** Opening DATA SUPPLIED block **
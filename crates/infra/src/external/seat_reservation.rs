use cinema_core::AccountId;
use cinema_tickets::SeatReservationService;

/// Seat booking stand-in: always succeeds.
#[derive(Debug, Clone, Copy, Default)]
pub struct LoggingSeatReservationService;

impl SeatReservationService for LoggingSeatReservationService {
    fn reserve_seat(&self, account_id: AccountId, seats: u64) -> anyhow::Result<()> {
        tracing::info!(account_id = account_id.get(), seats, "seats reserved");
        Ok(())
    }
}
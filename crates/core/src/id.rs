//! Strongly-typed identifiers used across the domain.

use core::num::NonZeroU64;
use core::str::FromStr;

use serde::{Deserialize, Serialize};

use crate::error::{DomainError, DomainResult};

/// Identifier of a customer account making a purchase.
///
/// Always a positive integer. Account ids arrive from callers as raw (possibly
/// absent or non-positive) integers; [`AccountId::parse`] is the only way in.
#[derive(Debug, Copy, Clone, PartialEq, Eq, Hash, PartialOrd, Ord, Serialize, Deserialize)]
#[serde(try_from = "i64", into = "u64")]
pub struct AccountId(NonZeroU64);

impl AccountId {
    /// Parse a raw account id, rejecting absent and non-positive values.
    pub fn parse(raw: Option<i64>) -> DomainResult<Self> {
        let Some(value) = raw else {
            return Err(DomainError::invalid_id("AccountId: null"));
        };
        u64::try_from(value)
            .ok()
            .and_then(NonZeroU64::new)
            .map(Self)
            .ok_or_else(|| DomainError::invalid_id(format!("AccountId: {value}")))
    }

    pub fn get(&self) -> u64 {
        self.0.get()
    }
}

impl core::fmt::Display for AccountId {
    fn fmt(&self, f: &mut core::fmt::Formatter<'_>) -> core::fmt::Result {
        core::fmt::Display::fmt(&self.0, f)
    }
}

impl TryFrom<i64> for AccountId {
    type Error = DomainError;

    fn try_from(value: i64) -> Result<Self, Self::Error> {
        Self::parse(Some(value))
    }
}

impl From<AccountId> for u64 {
    fn from(value: AccountId) -> Self {
        value.get()
    }
}

impl FromStr for AccountId {
    type Err = DomainError;

    fn from_str(s: &str) -> Result<Self, Self::Err> {
        let value = i64::from_str(s.trim())
            .map_err(|e| DomainError::invalid_id(format!("AccountId: {e}")))?;
        Self::parse(Some(value))
    }
}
** Closing DATA SUPPLIED block **
» **REQUIREMENT**
Write down only the number of lines that contain the string "positive" in the listing.

» **RESPONSE**
3